▶ **Data for analysis**
==================================================
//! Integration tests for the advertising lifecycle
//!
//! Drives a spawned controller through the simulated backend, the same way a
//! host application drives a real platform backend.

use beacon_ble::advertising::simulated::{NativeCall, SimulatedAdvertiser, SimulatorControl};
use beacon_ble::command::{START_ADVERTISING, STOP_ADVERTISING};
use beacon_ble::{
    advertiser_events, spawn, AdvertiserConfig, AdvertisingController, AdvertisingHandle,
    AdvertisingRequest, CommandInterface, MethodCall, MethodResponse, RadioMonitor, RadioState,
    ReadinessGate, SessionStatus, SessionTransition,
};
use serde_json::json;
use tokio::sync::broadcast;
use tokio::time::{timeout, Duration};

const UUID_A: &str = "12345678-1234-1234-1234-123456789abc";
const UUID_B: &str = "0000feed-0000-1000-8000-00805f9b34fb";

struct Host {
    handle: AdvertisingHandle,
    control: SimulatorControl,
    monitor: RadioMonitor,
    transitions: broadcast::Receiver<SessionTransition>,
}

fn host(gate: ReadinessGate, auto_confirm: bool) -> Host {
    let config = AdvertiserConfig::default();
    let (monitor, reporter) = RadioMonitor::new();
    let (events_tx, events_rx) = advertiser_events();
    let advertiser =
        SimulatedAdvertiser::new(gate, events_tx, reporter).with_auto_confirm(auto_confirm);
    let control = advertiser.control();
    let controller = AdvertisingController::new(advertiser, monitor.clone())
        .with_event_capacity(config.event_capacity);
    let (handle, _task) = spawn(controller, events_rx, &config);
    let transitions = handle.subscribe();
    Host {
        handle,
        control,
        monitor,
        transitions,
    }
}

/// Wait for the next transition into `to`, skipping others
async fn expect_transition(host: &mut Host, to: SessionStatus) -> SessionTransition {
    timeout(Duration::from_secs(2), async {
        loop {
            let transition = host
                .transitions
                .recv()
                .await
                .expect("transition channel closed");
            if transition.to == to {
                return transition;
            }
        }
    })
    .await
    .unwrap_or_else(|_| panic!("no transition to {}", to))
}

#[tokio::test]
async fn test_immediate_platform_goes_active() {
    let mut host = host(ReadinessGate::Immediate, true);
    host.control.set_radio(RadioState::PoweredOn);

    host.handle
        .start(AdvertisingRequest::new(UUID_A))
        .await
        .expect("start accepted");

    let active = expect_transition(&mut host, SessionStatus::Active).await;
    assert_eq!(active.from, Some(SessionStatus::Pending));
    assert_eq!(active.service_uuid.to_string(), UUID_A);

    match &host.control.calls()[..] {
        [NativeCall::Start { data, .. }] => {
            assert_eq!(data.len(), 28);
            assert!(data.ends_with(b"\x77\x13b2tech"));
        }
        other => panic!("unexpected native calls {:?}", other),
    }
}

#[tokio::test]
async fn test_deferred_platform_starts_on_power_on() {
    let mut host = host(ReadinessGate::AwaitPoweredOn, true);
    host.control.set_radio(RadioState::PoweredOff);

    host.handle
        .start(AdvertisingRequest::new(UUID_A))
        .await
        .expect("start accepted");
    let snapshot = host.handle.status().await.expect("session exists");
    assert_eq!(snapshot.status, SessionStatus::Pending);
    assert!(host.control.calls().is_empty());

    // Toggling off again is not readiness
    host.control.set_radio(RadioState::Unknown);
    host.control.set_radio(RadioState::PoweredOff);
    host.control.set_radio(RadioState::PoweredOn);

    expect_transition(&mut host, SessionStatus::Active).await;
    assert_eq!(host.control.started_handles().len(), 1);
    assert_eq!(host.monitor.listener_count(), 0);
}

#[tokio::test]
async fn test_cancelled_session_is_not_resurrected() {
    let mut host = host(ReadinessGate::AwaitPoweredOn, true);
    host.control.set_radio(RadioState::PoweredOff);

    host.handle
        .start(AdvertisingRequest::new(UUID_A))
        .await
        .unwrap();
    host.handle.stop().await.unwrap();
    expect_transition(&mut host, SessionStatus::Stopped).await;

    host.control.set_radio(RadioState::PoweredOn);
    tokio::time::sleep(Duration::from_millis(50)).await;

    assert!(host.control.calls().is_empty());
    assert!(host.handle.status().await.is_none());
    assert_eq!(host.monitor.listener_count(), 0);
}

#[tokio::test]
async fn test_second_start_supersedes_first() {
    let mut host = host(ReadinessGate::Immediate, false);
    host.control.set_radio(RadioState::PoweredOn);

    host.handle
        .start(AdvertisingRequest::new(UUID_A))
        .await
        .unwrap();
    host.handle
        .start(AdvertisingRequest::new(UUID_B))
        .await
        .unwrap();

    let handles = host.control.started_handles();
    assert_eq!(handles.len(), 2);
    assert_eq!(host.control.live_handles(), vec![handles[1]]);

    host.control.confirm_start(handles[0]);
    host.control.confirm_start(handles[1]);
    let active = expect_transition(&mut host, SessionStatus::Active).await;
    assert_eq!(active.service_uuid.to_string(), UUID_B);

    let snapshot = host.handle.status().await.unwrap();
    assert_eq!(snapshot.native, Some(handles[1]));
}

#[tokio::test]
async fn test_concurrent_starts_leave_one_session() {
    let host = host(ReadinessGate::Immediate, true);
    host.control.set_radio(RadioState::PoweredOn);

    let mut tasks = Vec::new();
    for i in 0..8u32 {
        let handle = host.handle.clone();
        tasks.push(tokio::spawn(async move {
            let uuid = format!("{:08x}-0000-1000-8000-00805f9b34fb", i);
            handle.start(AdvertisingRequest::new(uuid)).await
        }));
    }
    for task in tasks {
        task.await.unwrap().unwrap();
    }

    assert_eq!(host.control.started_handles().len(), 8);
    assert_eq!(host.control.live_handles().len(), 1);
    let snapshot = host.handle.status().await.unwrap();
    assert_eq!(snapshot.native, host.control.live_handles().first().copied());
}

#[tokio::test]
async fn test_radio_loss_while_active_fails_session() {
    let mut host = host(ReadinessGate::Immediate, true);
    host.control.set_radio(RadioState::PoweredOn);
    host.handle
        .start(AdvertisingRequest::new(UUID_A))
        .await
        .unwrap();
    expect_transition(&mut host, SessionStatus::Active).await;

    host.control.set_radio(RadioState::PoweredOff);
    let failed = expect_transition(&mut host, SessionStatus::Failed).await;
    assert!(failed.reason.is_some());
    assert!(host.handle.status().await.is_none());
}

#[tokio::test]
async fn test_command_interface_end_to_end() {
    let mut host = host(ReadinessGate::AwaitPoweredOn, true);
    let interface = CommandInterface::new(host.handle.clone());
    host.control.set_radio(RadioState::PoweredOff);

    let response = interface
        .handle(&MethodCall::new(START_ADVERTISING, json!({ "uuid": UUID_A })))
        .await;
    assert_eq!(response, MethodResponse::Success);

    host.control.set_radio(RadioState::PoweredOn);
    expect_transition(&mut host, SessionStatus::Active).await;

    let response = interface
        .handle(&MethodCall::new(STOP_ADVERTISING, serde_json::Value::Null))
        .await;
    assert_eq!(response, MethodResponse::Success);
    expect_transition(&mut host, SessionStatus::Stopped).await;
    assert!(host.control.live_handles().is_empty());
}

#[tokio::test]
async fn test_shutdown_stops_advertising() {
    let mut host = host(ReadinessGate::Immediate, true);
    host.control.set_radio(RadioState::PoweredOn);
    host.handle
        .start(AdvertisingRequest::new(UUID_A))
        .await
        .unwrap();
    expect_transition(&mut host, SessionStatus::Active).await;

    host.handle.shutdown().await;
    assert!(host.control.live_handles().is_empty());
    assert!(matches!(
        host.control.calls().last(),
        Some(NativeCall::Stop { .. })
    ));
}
==================================================
▶ **What you need to do**
From the first entry to the last, reproduce everything precisely.

▶ **Solution below**
//! Integration tests for the advertising lifecycle
//!
//! Drives a spawned controller through the simulated backend, the same way a
//! host application drives a real platform backend.

use beacon_ble::advertising::simulated::{NativeCall, SimulatedAdvertiser, SimulatorControl};
use beacon_ble::command::{START_ADVERTISING, STOP_ADVERTISING};
use beacon_ble::{
    advertiser_events, spawn, AdvertiserConfig, AdvertisingController, AdvertisingHandle,
    AdvertisingRequest, CommandInterface, MethodCall, MethodResponse, RadioMonitor, RadioState,
    ReadinessGate, SessionStatus, SessionTransition,
};
use serde_json::json;
use tokio::sync::broadcast;
use tokio::time::{timeout, Duration};

const UUID_A: &str = "12345678-1234-1234-1234-123456789abc";
const UUID_B: &str = "0000feed-0000-1000-8000-00805f9b34fb";

struct Host {
    handle: AdvertisingHandle,
    control: SimulatorControl,
    monitor: RadioMonitor,
    transitions: broadcast::Receiver<SessionTransition>,
}

fn host(gate: ReadinessGate, auto_confirm: bool) -> Host {
    let config = AdvertiserConfig::default();
    let (monitor, reporter) = RadioMonitor::new();
    let (events_tx, events_rx) = advertiser_events();
    let advertiser =
        SimulatedAdvertiser::new(gate, events_tx, reporter).with_auto_confirm(auto_confirm);
    let control = advertiser.control();
    let controller = AdvertisingController::new(advertiser, monitor.clone())
        .with_event_capacity(config.event_capacity);
    let (handle, _task) = spawn(controller, events_rx, &config);
    let transitions = handle.subscribe();
    Host {
        handle,
        control,
        monitor,
        transitions,
    }
}

/// Wait for the next transition into `to`, skipping others
async fn expect_transition(host: &mut Host, to: SessionStatus) -> SessionTransition {
    timeout(Duration::from_secs(2), async {
        loop {
            let transition = host
                .transitions
                .recv()
                .await
                .expect("transition channel closed");
            if transition.to == to {
                return transition;
            }
        }
    })
    .await
    .unwrap_or_else(|_| panic!("no transition to {}", to))
}

#[tokio::test]
async fn test_immediate_platform_goes_active() {
    let mut host = host(ReadinessGate::Immediate, true);
    host.control.set_radio(RadioState::PoweredOn);

    host.handle
        .start(AdvertisingRequest::new(UUID_A))
        .await
        .expect("start accepted");

    let active = expect_transition(&mut host, SessionStatus::Active).await;
    assert_eq!(active.from, Some(SessionStatus::Pending));
    assert_eq!(active.service_uuid.to_string(), UUID_A);

    match &host.control.calls()[..] {
        [NativeCall::Start { data, .. }] => {
            assert_eq!(data.len(), 28);
            assert!(data.ends_with(b"\x77\x13b2tech"));
        }
        other => panic!("unexpected native calls {:?}", other),
    }
}

#[tokio::test]
async fn test_deferred_platform_starts_on_power_on() {
    let mut host = host(ReadinessGate::AwaitPoweredOn, true);
    host.control.set_radio(RadioState::PoweredOff);

    host.handle
        .start(AdvertisingRequest::new(UUID_A))
        .await
        .expect("start accepted");
    let snapshot = host.handle.status().await.expect("session exists");
    assert_eq!(snapshot.status, SessionStatus::Pending);
    assert!(host.control.calls().is_empty());

    // Toggling off again is not readiness
    host.control.set_radio(RadioState::Unknown);
    host.control.set_radio(RadioState::PoweredOff);
    host.control.set_radio(RadioState::PoweredOn);

    expect_transition(&mut host, SessionStatus::Active).await;
    assert_eq!(host.control.started_handles().len(), 1);
    assert_eq!(host.monitor.listener_count(), 0);
}

#[tokio::test]
async fn test_cancelled_session_is_not_resurrected() {
    let mut host = host(ReadinessGate::AwaitPoweredOn, true);
    host.control.set_radio(RadioState::PoweredOff);

    host.handle
        .start(AdvertisingRequest::new(UUID_A))
        .await
        .unwrap();
    host.handle.stop().await.unwrap();
    expect_transition(&mut host, SessionStatus::Stopped).await;

    host.control.set_radio(RadioState::PoweredOn);
    tokio::time::sleep(Duration::from_millis(50)).await;

    assert!(host.control.calls().is_empty());
    assert!(host.handle.status().await.is_none());
    assert_eq!(host.monitor.listener_count(), 0);
}

#[tokio::test]
async fn test_second_start_supersedes_first() {
    let mut host = host(ReadinessGate::Immediate, false);
    host.control.set_radio(RadioState::PoweredOn);

    host.handle
        .start(AdvertisingRequest::new(UUID_A))
        .await
        .unwrap();
    host.handle
        .start(AdvertisingRequest::new(UUID_B))
        .await
        .unwrap();

    let handles = host.control.started_handles();
    assert_eq!(handles.len(), 2);
    assert_eq!(host.control.live_handles(), vec![handles[1]]);

    host.control.confirm_start(handles[0]);
    host.control.confirm_start(handles[1]);
    let active = expect_transition(&mut host, SessionStatus::Active).await;
    assert_eq!(active.service_uuid.to_string(), UUID_B);

    let snapshot = host.handle.status().await.unwrap();
    assert_eq!(snapshot.native, Some(handles[1]));
}

#[tokio::test]
async fn test_concurrent_starts_leave_one_session() {
    let host = host(ReadinessGate::Immediate, true);
    host.control.set_radio(RadioState::PoweredOn);

    let mut tasks = Vec::new();
    for i in 0..8u32 {
        let handle = host.handle.clone();
        tasks.push(tokio::spawn(async move {
            let uuid = format!("{:08x}-0000-1000-8000-00805f9b34fb", i);
            handle.start(AdvertisingRequest::new(uuid)).await
        }));
    }
    for task in tasks {
        task.await.unwrap().unwrap();
    }

    assert_eq!(host.control.started_handles().len(), 8);
    assert_eq!(host.control.live_handles().len(), 1);
    let snapshot = host.handle.status().await.unwrap();
    assert_eq!(snapshot.native, host.control.live_handles().first().copied());
}

#[tokio::test]
async fn test_radio_loss_while_active_fails_session() {
    let mut host = host(ReadinessGate::Immediate, true);
    host.control.set_radio(RadioState::PoweredOn);
    host.handle
        .start(AdvertisingRequest::new(UUID_A))
        .await
        .unwrap();
    expect_transition(&mut host, SessionStatus::Active).await;

    host.control.set_radio(RadioState::PoweredOff);
    let failed = expect_transition(&mut host, SessionStatus::Failed).await;
    assert!(failed.reason.is_some());
    assert!(host.handle.status().await.is_none());
}

#[tokio::test]
async fn test_command_interface_end_to_end() {
    let mut host = host(ReadinessGate::AwaitPoweredOn, true);
    let interface = CommandInterface::new(host.handle.clone());
    host.control.set_radio(RadioState::PoweredOff);

    let response = interface
        .handle(&MethodCall::new(START_ADVERTISING, json!({ "uuid": UUID_A })))
        .await;
    assert_eq!(response, MethodResponse::Success);

    host.control.set_radio(RadioState::PoweredOn);
    expect_transition(&mut host, SessionStatus::Active).await;

    let response = interface
        .handle(&MethodCall::new(STOP_ADVERTISING, serde_json::Value::Null))
        .await;
    assert_eq!(response, MethodResponse::Success);
    expect_transition(&mut host, SessionStatus::Stopped).await;
    assert!(host.control.live_handles().is_empty());
}

#[tokio::test]
async fn test_shutdown_stops_advertising() {
    let mut host = host(ReadinessGate::Immediate, true);
    host.control.set_radio(RadioState::PoweredOn);
    host.handle
        .start(AdvertisingRequest::new(UUID_A))
        .await
        .unwrap();
    expect_transition(&mut host, SessionStatus::Active).await;

    host.handle.shutdown().await;
    assert!(host.control.live_handles().is_empty());
    assert!(matches!(
        host.control.calls().last(),
        Some(NativeCall::Stop { .. })
    ));
}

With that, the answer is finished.